One of the great enduring problems of back-testing an investment strategy is that it generally doesn't continue working in the future. Not can't, just generally doesn't. If Erickson's "sector rotation" strategy--which is so simple and so obvious, yet so effective!--continues to work in the future, my hat is off to him. But I doubt it.
More importantly, nobody has ever said that active investment does not generally produce better risk-adjusted returns than passive investment--just that active investment in the real world does not generally produce better risk-adjusted NET returns.
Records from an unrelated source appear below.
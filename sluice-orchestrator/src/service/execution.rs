//! Execution Service
//!
//! Runs pipelines through the engine and exposes their execution history.

use sluice_core::domain::execution::Execution;
use sluice_core::dto::execution::ExecutionResponse;
use sluice_engine::PipelineEngine;
use sluice_engine::error::EngineError;
use sqlx::PgPool;
use uuid::Uuid;

use crate::repository::{execution_repository, pipeline_repository};

/// Service error type
#[derive(Debug)]
pub enum ExecutionError {
    NotFound(Uuid),
    PipelineNotFound(Uuid),
    /// The run was aborted; the execution record says why
    Aborted {
        execution_id: Uuid,
        error: EngineError,
    },
    DatabaseError(sqlx::Error),
}

impl From<sqlx::Error> for ExecutionError {
    fn from(err: sqlx::Error) -> Self {
        ExecutionError::DatabaseError(err)
    }
}

pub type Result<T> = std::result::Result<T, ExecutionError>;

/// Create an execution for the pipeline and run it to completion
pub async fn execute_pipeline(
    pool: &PgPool,
    engine: &PipelineEngine,
    pipeline_id: Uuid,
) -> Result<ExecutionResponse> {
    let pipeline = pipeline_repository::find_by_id(pool, pipeline_id)
        .await?
        .ok_or(ExecutionError::PipelineNotFound(pipeline_id))?;

    let execution = execution_repository::create(pool, pipeline.id).await?;
    tracing::info!(
        "Execution {} started for pipeline {} ({})",
        execution.id,
        pipeline.name,
        pipeline.id
    );

    let outcome = engine
        .execute(&pipeline, execution.id)
        .await
        .map_err(|error| ExecutionError::Aborted {
            execution_id: execution.id,
            error,
        })?;

    Ok(ExecutionResponse::from(outcome).with_execution_id(execution.id))
}

/// Get an execution by ID
pub async fn get_execution(pool: &PgPool, id: Uuid) -> Result<Execution> {
    execution_repository::find_by_id(pool, id)
        .await?
        .ok_or(ExecutionError::NotFound(id))
}

/// List the executions of a pipeline, most recent first
pub async fn list_executions(pool: &PgPool, pipeline_id: Uuid) -> Result<Vec<Execution>> {
    pipeline_repository::find_by_id(pool, pipeline_id)
        .await?
        .ok_or(ExecutionError::PipelineNotFound(pipeline_id))?;

    Ok(execution_repository::list_by_pipeline(pool, pipeline_id).await?)
}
It's not that active managers don't have any expertise in identifying better-performing sectors, better-performing economies, better-performing individual stocks, etc.--just that investors don't generally benefit from such expertise, either because it requires costly data collection or because the investment managers soak up the additional returns in the form of management fees. (Look at hedge funds and private equity, which unquestionably can create what look like higher risk-adjusted returns using a combination of investment expertise, excessive leverage, and under-reporting of risk, but which equally unquestionably take more than all the actively produced risk-adjusted returns in the form of fees and expenses, leaving investors worse off.)
If Erickson's investment expertise is as awesome as he seems to think, then he'll be the next Warren Buffett--unless his technique is as simple and obvious as he seems to think, in which case he won't. I very much doubt that this book will be remembered as a monumental contribution to investment practice.